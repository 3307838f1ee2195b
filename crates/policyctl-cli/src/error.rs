//! CLI error types.

use policyctl_client::ClientError;
use policyctl_core::ValidationError;
use thiserror::Error;

/// CLI result type.
pub type CliResult<T> = Result<T, CliError>;

/// Errors a command can end with.
#[derive(Debug, Error)]
pub enum CliError {
    /// A required flag was not given or was blank.
    #[error("Flag '--{flag}' is required")]
    MissingFlag {
        /// Flag name without dashes.
        flag: String,
    },

    /// Flags were given but are unusable together or malformed.
    #[error("{context}: {reason}")]
    Arguments {
        /// What was being checked.
        context: String,
        /// What is wrong.
        reason: String,
    },

    /// The policy service call failed.
    #[error("{context}: {source}")]
    Remote {
        /// What the command was doing.
        context: String,
        /// Underlying client error.
        source: ClientError,
    },

    /// The user declined a confirmation prompt.
    #[error("Aborted {pending}")]
    Aborted {
        /// The action that was not performed.
        pending: String,
    },

    /// Configuration error.
    #[error("configuration error: {0}")]
    Config(String),

    /// IO error.
    #[error("IO error: {0}")]
    Io(#[from] std::io::Error),

    /// JSON error.
    #[error("JSON error: {0}")]
    Json(#[from] serde_json::Error),
}

impl CliError {
    /// Creates a missing-flag error.
    pub fn missing_flag(flag: impl Into<String>) -> Self {
        Self::MissingFlag { flag: flag.into() }
    }

    /// Creates an argument error.
    pub fn arguments(context: impl Into<String>, reason: impl Into<String>) -> Self {
        Self::Arguments {
            context: context.into(),
            reason: reason.into(),
        }
    }

    /// Wraps a validation failure, naming the flag it came from.
    pub fn invalid_flag(error: ValidationError) -> Self {
        Self::Arguments {
            context: format!("Invalid --{}", error.field.replace('_', "-")),
            reason: error.message,
        }
    }

    /// Returns a closure that wraps a client error with `context`.
    pub fn remote(context: impl Into<String>) -> impl FnOnce(ClientError) -> Self {
        let context = context.into();
        move |source| Self::Remote { context, source }
    }

    /// Returns true for errors detected before any call was made.
    pub const fn is_argument_error(&self) -> bool {
        matches!(self, Self::MissingFlag { .. } | Self::Arguments { .. })
    }

    /// Process exit status for this error.
    ///
    /// `2` for argument errors, `3` for an aborted confirmation and `1` for
    /// everything else.
    pub const fn exit_code(&self) -> u8 {
        match self {
            Self::MissingFlag { .. } | Self::Arguments { .. } => 2,
            Self::Aborted { .. } => 3,
            Self::Remote { .. } | Self::Config(_) | Self::Io(_) | Self::Json(_) => 1,
        }
    }
}
//! Result rendering.
//!
//! Commands hand a [`View`] and the underlying object to a [`Console`]. In
//! table mode the view is drawn with `comfy-table`; in JSON mode the object
//! itself is serialized. Errors and warnings always go to standard error.

use std::io::Write;

use clap::ValueEnum;
use comfy_table::presets::UTF8_FULL;
use comfy_table::Table;
use owo_colors::OwoColorize;
use policyctl_core::{Attribute, AttributeValue, KasRegistryEntry};
use serde::{Deserialize, Serialize};

use crate::confirm::Confirmer;
use crate::error::CliResult;

/// Output format.
#[derive(Debug, Clone, Copy, Default, PartialEq, Eq, Serialize, Deserialize, ValueEnum)]
#[serde(rename_all = "lowercase")]
pub enum OutputFormat {
    /// Human-readable tables.
    #[default]
    Table,
    /// Pretty-printed JSON.
    Json,
}

/// What a command shows in table mode.
#[derive(Debug, Clone, PartialEq, Eq)]
pub enum View {
    /// Field/value pairs of a single object.
    Tabular(Vec<(&'static str, String)>),
    /// One row per object.
    ListTable {
        /// Column headers.
        headers: Vec<&'static str>,
        /// Rows, each as long as `headers`.
        rows: Vec<Vec<String>>,
    },
}

impl View {
    /// Value of a `Tabular` field, if present.
    pub fn field(&self, name: &str) -> Option<&str> {
        match self {
            Self::Tabular(fields) => fields
                .iter()
                .find(|(key, _)| *key == name)
                .map(|(_, value)| value.as_str()),
            Self::ListTable { .. } => None,
        }
    }

    /// Builds the table.
    pub fn to_table(&self) -> Table {
        let mut table = Table::new();
        table.load_preset(UTF8_FULL);
        match self {
            Self::Tabular(fields) => {
                for (key, value) in fields {
                    table.add_row(vec![(*key).to_string(), value.clone()]);
                }
            }
            Self::ListTable { headers, rows } => {
                table.set_header(headers.clone());
                for row in rows {
                    table.add_row(row.clone());
                }
            }
        }
        table
    }
}

/// Where command results go.
pub struct Console<W: Write> {
    out: W,
    format: OutputFormat,
    confirmer: Box<dyn Confirmer>,
}

impl<W: Write> Console<W> {
    /// Creates a console writing results to `out`.
    pub fn new(out: W, format: OutputFormat, confirmer: Box<dyn Confirmer>) -> Self {
        Self {
            out,
            format,
            confirmer,
        }
    }

    /// Source of confirmation answers.
    pub fn confirmer(&self) -> &dyn Confirmer {
        self.confirmer.as_ref()
    }

    /// Writes `view` in table mode or `data` as JSON.
    pub fn render<T: Serialize + ?Sized>(&mut self, view: &View, data: &T) -> CliResult<()> {
        match self.format {
            OutputFormat::Table => writeln!(self.out, "{}", view.to_table())?,
            OutputFormat::Json => writeln!(self.out, "{}", serde_json::to_string_pretty(data)?)?,
        }
        self.out.flush()?;
        Ok(())
    }

    /// Consumes the console, returning the writer.
    pub fn into_inner(self) -> W {
        self.out
    }
}

impl<W: Write> std::fmt::Debug for Console<W> {
    fn fmt(&self, f: &mut std::fmt::Formatter<'_>) -> std::fmt::Result {
        f.debug_struct("Console")
            .field("format", &self.format)
            .finish_non_exhaustive()
    }
}

/// Prints an error message to standard error.
pub fn error(message: &dyn std::fmt::Display) {
    eprintln!("{} {message}", "✗".red().bold());
}

/// Prints a warning message to standard error.
pub fn warning(message: &str) {
    eprintln!("{} {message}", "⚠".yellow().bold());
}

fn join(items: &[impl AsRef<str>]) -> String {
    items
        .iter()
        .map(AsRef::as_ref)
        .collect::<Vec<_>>()
        .join(", ")
}

/// A single KAS registry entry.
pub fn kas_entry(entry: &KasRegistryEntry) -> View {
    View::Tabular(vec![
        ("Id", entry.id.clone()),
        ("URI", entry.uri.clone()),
        ("PublicKey Type", entry.key_kind().to_string()),
        ("PublicKey", entry.key_value().to_string()),
    ])
}

/// A deleted KAS registry entry.
pub fn kas_deleted(entry: &KasRegistryEntry) -> View {
    View::Tabular(vec![("Id", entry.id.clone()), ("URI", entry.uri.clone())])
}

/// All KAS registry entries.
pub fn kas_list(entries: &[KasRegistryEntry]) -> View {
    View::ListTable {
        headers: vec!["Id", "URI", "PublicKey Location", "PublicKey"],
        rows: entries
            .iter()
            .map(|e| {
                vec![
                    e.id.clone(),
                    e.uri.clone(),
                    e.key_kind().to_string(),
                    e.key_value().to_string(),
                ]
            })
            .collect(),
    }
}

/// A single attribute value. Members are shown only when there are any.
pub fn attribute_value(value: &AttributeValue) -> View {
    let mut fields = vec![
        ("Id", value.id.clone()),
        ("FQN", value.fqn.clone()),
        ("Value", value.value.clone()),
    ];
    if !value.members.is_empty() {
        fields.push(("Members", join(&value.members)));
    }
    View::Tabular(fields)
}

/// Values of an attribute.
pub fn attribute_value_list(values: &[AttributeValue]) -> View {
    View::ListTable {
        headers: vec!["Id", "Fqn", "Members", "Active"],
        rows: values
            .iter()
            .map(|v| {
                vec![
                    v.id.clone(),
                    v.fqn.clone(),
                    join(&v.members),
                    v.state.is_active().to_string(),
                ]
            })
            .collect(),
    }
}

/// A single attribute.
pub fn attribute(attribute: &Attribute) -> View {
    View::Tabular(vec![
        ("Id", attribute.id.clone()),
        ("Name", attribute.name.clone()),
        ("Rule", attribute.rule.to_string()),
        ("Values", join(&attribute.value_names())),
        ("Namespace", attribute.namespace_name().to_string()),
    ])
}

/// Attributes.
pub fn attribute_list(attributes: &[Attribute]) -> View {
    View::ListTable {
        headers: vec!["Id", "Namespace", "Name", "Rule", "Values", "Active"],
        rows: attributes
            .iter()
            .map(|a| {
                vec![
                    a.id.clone(),
                    a.namespace_name().to_string(),
                    a.name.clone(),
                    a.rule.to_string(),
                    join(&a.value_names()),
                    a.state.is_active().to_string(),
                ]
            })
            .collect(),
    }
}
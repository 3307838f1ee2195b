//! # policyctl Core
//!
//! Domain types for the policyctl administration client.
//!
//! The authorization platform owns these objects; the client only carries
//! them between the command line and the policy service:
//!
//! - [`Attribute`] and [`AttributeValue`] - attribute definitions and their values
//! - [`KasRegistryEntry`] and [`PublicKey`] - registered Key Access Servers
//! - [`Labels`] and [`LabelPatch`] - metadata labels and how updates apply them
//! - [`StateFilter`] - the lifecycle filter used by list operations
//! - [`ValidationError`] - locally detected input problems
//!
//! ## Example
//!
//! ```rust
//! use policyctl_core::{LabelPatch, LabelUpdateMode, Labels, PublicKey};
//!
//! let key = PublicKey::require_from_flags("ABC123", "").unwrap();
//! assert_eq!(key.kind(), "Local");
//!
//! let patch = LabelPatch::new(
//!     Labels::parse(["owner=security"]).unwrap(),
//!     LabelUpdateMode::Replace,
//! );
//! assert!(!patch.is_empty());
//! ```

#![forbid(unsafe_code)]
#![warn(missing_docs)]

pub mod attribute;
pub mod kas;
pub mod metadata;
pub mod validation;


pub use attribute::{
    Attribute, AttributeRule, AttributeValue, LifecycleState, Namespace, StateFilter,
};
pub use kas::{KasRegistryEntry, PublicKey};
pub use metadata::{LabelPatch, LabelUpdateMode, Labels, Metadata};
pub use validation::{ValidationError, ValidationErrorKind};
//! gRPC message definitions for the policy services.
//!
//! These types mirror the platform's `policy`, `policy.attributes`,
//! `policy.kasregistry` and `common` protobuf packages. They are declared by
//! hand with `prost` derives so the crate builds without `protoc`.

use std::collections::BTreeMap;

/// Label update behavior (`common.MetadataUpdateEnum`).
#[derive(Clone, Copy, Debug, PartialEq, Eq, Hash, PartialOrd, Ord, ::prost::Enumeration)]
#[repr(i32)]
pub enum MetadataUpdateEnum {
    /// Not set.
    Unspecified = 0,
    /// Merge labels.
    Extend = 1,
    /// Replace labels.
    Replace = 2,
}

/// Lifecycle filter for list calls (`common.ActiveStateEnum`).
#[derive(Clone, Copy, Debug, PartialEq, Eq, Hash, PartialOrd, Ord, ::prost::Enumeration)]
#[repr(i32)]
pub enum ActiveStateEnum {
    /// Not set; the service treats it as active.
    Unspecified = 0,
    /// Active only.
    Active = 1,
    /// Inactive only.
    Inactive = 2,
    /// Both.
    Any = 3,
}

/// Attribute rule (`policy.AttributeRuleTypeEnum`).
#[derive(Clone, Copy, Debug, PartialEq, Eq, Hash, PartialOrd, Ord, ::prost::Enumeration)]
#[repr(i32)]
pub enum AttributeRuleTypeEnum {
    /// Not set.
    Unspecified = 0,
    /// All of.
    AllOf = 1,
    /// Any of.
    AnyOf = 2,
    /// Hierarchy.
    Hierarchy = 3,
}

/// Read-only metadata (`common.Metadata`).
#[derive(Clone, PartialEq, ::prost::Message)]
pub struct Metadata {
    /// Labels.
    #[prost(btree_map = "string, string", tag = "3")]
    pub labels: BTreeMap<String, String>,
}

/// Caller-supplied metadata (`common.MetadataMutable`).
#[derive(Clone, PartialEq, ::prost::Message)]
pub struct MetadataMutable {
    /// Labels.
    #[prost(btree_map = "string, string", tag = "3")]
    pub labels: BTreeMap<String, String>,
}

/// Attribute namespace (`policy.Namespace`).
#[derive(Clone, PartialEq, ::prost::Message)]
pub struct Namespace {
    /// Identifier.
    #[prost(string, tag = "1")]
    pub id: String,
    /// Name.
    #[prost(string, tag = "2")]
    pub name: String,
    /// Fully qualified name.
    #[prost(string, tag = "3")]
    pub fqn: String,
}

/// Attribute definition (`policy.Attribute`).
#[derive(Clone, PartialEq, ::prost::Message)]
pub struct Attribute {
    /// Identifier.
    #[prost(string, tag = "1")]
    pub id: String,
    /// Owning namespace.
    #[prost(message, optional, tag = "2")]
    pub namespace: Option<Namespace>,
    /// Name.
    #[prost(string, tag = "3")]
    pub name: String,
    /// Rule.
    #[prost(enumeration = "AttributeRuleTypeEnum", tag = "4")]
    pub rule: i32,
    /// Values.
    #[prost(message, repeated, tag = "5")]
    pub values: Vec<Value>,
    /// Fully qualified name.
    #[prost(string, tag = "6")]
    pub fqn: String,
    /// Active flag.
    #[prost(bool, tag = "7")]
    pub active: bool,
    /// Metadata.
    #[prost(message, optional, tag = "100")]
    pub metadata: Option<Metadata>,
}

/// Attribute value (`policy.Value`).
#[derive(Clone, PartialEq, ::prost::Message)]
pub struct Value {
    /// Identifier.
    #[prost(string, tag = "1")]
    pub id: String,
    /// Owning attribute.
    #[prost(message, optional, boxed, tag = "2")]
    pub attribute: Option<Box<Attribute>>,
    /// Value string.
    #[prost(string, tag = "3")]
    pub value: String,
    /// Member values.
    #[prost(message, repeated, tag = "4")]
    pub members: Vec<Value>,
    /// Fully qualified name.
    #[prost(string, tag = "6")]
    pub fqn: String,
    /// Active flag.
    #[prost(bool, tag = "7")]
    pub active: bool,
    /// Metadata.
    #[prost(message, optional, tag = "100")]
    pub metadata: Option<Metadata>,
}

/// KAS public key (`policy.kasregistry.PublicKey`).
#[derive(Clone, PartialEq, ::prost::Message)]
pub struct PublicKey {
    /// Exactly one of remote or local.
    #[prost(oneof = "public_key::PublicKey", tags = "1, 2")]
    pub public_key: Option<public_key::PublicKey>,
}

/// Nested types for [`PublicKey`].
pub mod public_key {
    /// The key variant.
    #[derive(Clone, PartialEq, ::prost::Oneof)]
    pub enum PublicKey {
        /// URI the key is published at.
        #[prost(string, tag = "1")]
        Remote(String),
        /// Key material.
        #[prost(string, tag = "2")]
        Local(String),
    }
}

/// Key Access Server registration (`policy.kasregistry.KeyAccessServer`).
#[derive(Clone, PartialEq, ::prost::Message)]
pub struct KeyAccessServer {
    /// Identifier.
    #[prost(string, tag = "1")]
    pub id: String,
    /// URI.
    #[prost(string, tag = "2")]
    pub uri: String,
    /// Public key.
    #[prost(message, optional, tag = "3")]
    pub public_key: Option<PublicKey>,
    /// Metadata.
    #[prost(message, optional, tag = "100")]
    pub metadata: Option<Metadata>,
}

// ---------------------------------------------------------------------------
// policy.attributes.AttributesService
// ---------------------------------------------------------------------------

/// Request by identifier, shared by get and deactivate calls.
#[derive(Clone, PartialEq, ::prost::Message)]
pub struct IdRequest {
    /// Identifier.
    #[prost(string, tag = "1")]
    pub id: String,
}

/// `ListAttributesRequest`.
#[derive(Clone, PartialEq, ::prost::Message)]
pub struct ListAttributesRequest {
    /// State filter.
    #[prost(enumeration = "ActiveStateEnum", tag = "1")]
    pub state: i32,
    /// Namespace filter (empty for all).
    #[prost(string, tag = "2")]
    pub namespace: String,
}

/// `CreateAttributeRequest`.
#[derive(Clone, PartialEq, ::prost::Message)]
pub struct CreateAttributeRequest {
    /// Namespace identifier.
    #[prost(string, tag = "1")]
    pub namespace_id: String,
    /// Name.
    #[prost(string, tag = "2")]
    pub name: String,
    /// Rule.
    #[prost(enumeration = "AttributeRuleTypeEnum", tag = "3")]
    pub rule: i32,
    /// Values to create.
    #[prost(string, repeated, tag = "4")]
    pub values: Vec<String>,
    /// Metadata.
    #[prost(message, optional, tag = "100")]
    pub metadata: Option<MetadataMutable>,
}

/// `UpdateAttributeRequest`.
#[derive(Clone, PartialEq, ::prost::Message)]
pub struct UpdateAttributeRequest {
    /// Identifier.
    #[prost(string, tag = "1")]
    pub id: String,
    /// Metadata.
    #[prost(message, optional, tag = "100")]
    pub metadata: Option<MetadataMutable>,
    /// How to apply the labels.
    #[prost(enumeration = "MetadataUpdateEnum", tag = "101")]
    pub metadata_update_behavior: i32,
}

/// Response carrying one attribute.
#[derive(Clone, PartialEq, ::prost::Message)]
pub struct AttributeResponse {
    /// The attribute.
    #[prost(message, optional, tag = "1")]
    pub attribute: Option<Attribute>,
}

/// `ListAttributesResponse`.
#[derive(Clone, PartialEq, ::prost::Message)]
pub struct ListAttributesResponse {
    /// Attributes.
    #[prost(message, repeated, tag = "1")]
    pub attributes: Vec<Attribute>,
}

/// `ListAttributeValuesRequest`.
#[derive(Clone, PartialEq, ::prost::Message)]
pub struct ListAttributeValuesRequest {
    /// Owning attribute.
    #[prost(string, tag = "1")]
    pub attribute_id: String,
    /// State filter.
    #[prost(enumeration = "ActiveStateEnum", tag = "2")]
    pub state: i32,
}

/// `CreateAttributeValueRequest`.
#[derive(Clone, PartialEq, ::prost::Message)]
pub struct CreateAttributeValueRequest {
    /// Owning attribute.
    #[prost(string, tag = "1")]
    pub attribute_id: String,
    /// Value string.
    #[prost(string, tag = "2")]
    pub value: String,
    /// Member value identifiers.
    #[prost(string, repeated, tag = "3")]
    pub members: Vec<String>,
    /// Metadata.
    #[prost(message, optional, tag = "100")]
    pub metadata: Option<MetadataMutable>,
}

/// `UpdateAttributeValueRequest`.
#[derive(Clone, PartialEq, ::prost::Message)]
pub struct UpdateAttributeValueRequest {
    /// Identifier.
    #[prost(string, tag = "1")]
    pub id: String,
    /// Complete member list after the update.
    #[prost(string, repeated, tag = "4")]
    pub members: Vec<String>,
    /// Metadata.
    #[prost(message, optional, tag = "100")]
    pub metadata: Option<MetadataMutable>,
    /// How to apply the labels.
    #[prost(enumeration = "MetadataUpdateEnum", tag = "101")]
    pub metadata_update_behavior: i32,
}

/// Response carrying one value.
#[derive(Clone, PartialEq, ::prost::Message)]
pub struct ValueResponse {
    /// The value.
    #[prost(message, optional, tag = "1")]
    pub value: Option<Value>,
}

/// `ListAttributeValuesResponse`.
#[derive(Clone, PartialEq, ::prost::Message)]
pub struct ListAttributeValuesResponse {
    /// Values.
    #[prost(message, repeated, tag = "1")]
    pub values: Vec<Value>,
}

// ---------------------------------------------------------------------------
// policy.kasregistry.KeyAccessServerRegistryService
// ---------------------------------------------------------------------------

/// `ListKeyAccessServersRequest`.
#[derive(Clone, PartialEq, ::prost::Message)]
pub struct ListKeyAccessServersRequest {}

/// `CreateKeyAccessServerRequest`.
#[derive(Clone, PartialEq, ::prost::Message)]
pub struct CreateKeyAccessServerRequest {
    /// URI.
    #[prost(string, tag = "1")]
    pub uri: String,
    /// Public key.
    #[prost(message, optional, tag = "2")]
    pub public_key: Option<PublicKey>,
    /// Metadata.
    #[prost(message, optional, tag = "100")]
    pub metadata: Option<MetadataMutable>,
}

/// `UpdateKeyAccessServerRequest`.
#[derive(Clone, PartialEq, ::prost::Message)]
pub struct UpdateKeyAccessServerRequest {
    /// Identifier.
    #[prost(string, tag = "1")]
    pub id: String,
    /// New URI (empty to keep).
    #[prost(string, tag = "2")]
    pub uri: String,
    /// New public key.
    #[prost(message, optional, tag = "3")]
    pub public_key: Option<PublicKey>,
    /// Metadata.
    #[prost(message, optional, tag = "100")]
    pub metadata: Option<MetadataMutable>,
    /// How to apply the labels.
    #[prost(enumeration = "MetadataUpdateEnum", tag = "101")]
    pub metadata_update_behavior: i32,
}

/// Response carrying one KAS registration.
#[derive(Clone, PartialEq, ::prost::Message)]
pub struct KeyAccessServerResponse {
    /// The registration.
    #[prost(message, optional, tag = "1")]
    pub key_access_server: Option<KeyAccessServer>,
}

/// `ListKeyAccessServersResponse`.
#[derive(Clone, PartialEq, ::prost::Message)]
pub struct ListKeyAccessServersResponse {
    /// Registrations.
    #[prost(message, repeated, tag = "1")]
    pub key_access_servers: Vec<KeyAccessServer>,
}
//! policyctl - manage attributes and the Key Access Server registry.

use std::process::ExitCode;

use anyhow::Result;
use clap::Parser;
use policyctl_cli::{
    commands, output, AssumeYes, Cli, CliError, Confirmer, Console, FileConfig, Handler, Settings,
    TerminalConfirmer,
};
use tracing_subscriber::{layer::SubscriberExt, util::SubscriberInitExt};

#[tokio::main]
async fn main() -> ExitCode {
    let cli = Cli::parse();

    let default_filter = if cli.global.verbose {
        "policyctl=debug"
    } else {
        "policyctl=warn"
    };
    tracing_subscriber::registry()
        .with(
            tracing_subscriber::EnvFilter::try_from_default_env()
                .unwrap_or_else(|_| default_filter.into()),
        )
        .with(tracing_subscriber::fmt::layer().with_writer(std::io::stderr))
        .init();

    match run(cli).await {
        Ok(()) => ExitCode::SUCCESS,
        Err(err) => {
            output::error(&err);
            let code = err.downcast_ref::<CliError>().map_or(1, CliError::exit_code);
            ExitCode::from(code)
        }
    }
}

async fn run(cli: Cli) -> Result<()> {
    let file = FileConfig::discover(cli.global.config.as_deref())?;
    let settings = Settings::resolve(&cli.global, file);
    tracing::debug!(endpoint = %settings.client.endpoint, "Resolved settings");
    if settings.client.token.is_some() && !settings.client.uses_tls() {
        output::warning("Sending the bearer token over an unencrypted connection");
    }

    let handler = Handler::connect(&settings.client)?;
    let confirmer: Box<dyn Confirmer> = if settings.force {
        Box::new(AssumeYes)
    } else {
        Box::new(TerminalConfirmer)
    };

    let stdout = std::io::stdout();
    let mut console = Console::new(stdout.lock(), settings.output, confirmer);
    commands::execute(cli.command, handler, &mut console).await?;
    Ok(())
}
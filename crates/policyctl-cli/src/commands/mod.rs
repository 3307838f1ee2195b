//! CLI commands and argument parsing.

pub mod attribute;
pub mod attribute_value;
pub mod kas_registry;
mod shared;

use std::io::Write;
use std::path::PathBuf;

use clap::{Args, CommandFactory, Parser, Subcommand};
use policyctl_client::PolicyApi;

pub use shared::{LabelArgs, LabelUpdateArgs};

use crate::error::CliResult;
use crate::handler::Handler;
use crate::output::{Console, OutputFormat};

/// policyctl - manage attributes and the Key Access Server registry
#[derive(Debug, Parser)]
#[command(name = "policyctl")]
#[command(author, version, about, long_about = None)]
pub struct Cli {
    #[command(flatten)]
    pub global: GlobalArgs,

    #[command(subcommand)]
    pub command: Commands,
}

/// Flags accepted by every command.
#[derive(Debug, Default, Args)]
pub struct GlobalArgs {
    /// Policy service endpoint [default: http://localhost:8080]
    #[arg(long, env = "POLICYCTL_HOST", global = true)]
    pub host: Option<String>,

    /// Config file [default: <config dir>/policyctl/config.toml]
    #[arg(long, env = "POLICYCTL_CONFIG", global = true)]
    pub config: Option<PathBuf>,

    /// Output format [default: table]
    #[arg(short, long, value_enum, env = "POLICYCTL_OUTPUT", global = true)]
    pub output: Option<OutputFormat>,

    /// Bearer token sent with every call
    #[arg(long, env = "POLICYCTL_TOKEN", hide_env_values = true, global = true)]
    pub token: Option<String>,

    /// Extra CA certificate (PEM) for https endpoints
    #[arg(long, env = "POLICYCTL_CA_CERT", global = true)]
    pub ca_cert: Option<PathBuf>,

    /// Request timeout in seconds [default: 30]
    #[arg(long, global = true, value_parser = clap::value_parser!(u64).range(1..))]
    pub timeout: Option<u64>,

    /// Skip confirmation prompts
    #[arg(long, global = true)]
    pub force: bool,

    /// Debug logging on standard error
    #[arg(short, long, global = true)]
    pub verbose: bool,
}

/// Available commands.
#[derive(Debug, Subcommand)]
pub enum Commands {
    /// Manage attribute definitions
    #[command(subcommand)]
    Attributes(attribute::AttributeCommand),

    /// Manage attribute values
    #[command(subcommand)]
    AttributeValues(attribute_value::AttributeValueCommand),

    /// Manage the Key Access Server registry
    #[command(subcommand)]
    KasRegistry(kas_registry::KasRegistryCommand),
}

/// The full command tree.
pub fn command_tree() -> clap::Command {
    Cli::command()
}

/// Runs one command to completion.
///
/// `handler` is consumed and dropped before this returns.
pub async fn execute<A, W>(
    command: Commands,
    handler: Handler<A>,
    console: &mut Console<W>,
) -> CliResult<()>
where
    A: PolicyApi,
    W: Write,
{
    match command {
        Commands::Attributes(cmd) => attribute::run(cmd, &handler, console).await,
        Commands::AttributeValues(cmd) => attribute_value::run(cmd, &handler, console).await,
        Commands::KasRegistry(cmd) => kas_registry::run(cmd, &handler, console).await,
    }
}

[YOUR TASK] In the records, which lines mention the word "ActiveStateEnum"? Copy those lines.

[SOLVED PROBLEM]
/// Lifecycle filter for list calls (`common.ActiveStateEnum`).
pub enum ActiveStateEnum {
    #[prost(enumeration = "ActiveStateEnum", tag = "1")]
    #[prost(enumeration = "ActiveStateEnum", tag = "2")]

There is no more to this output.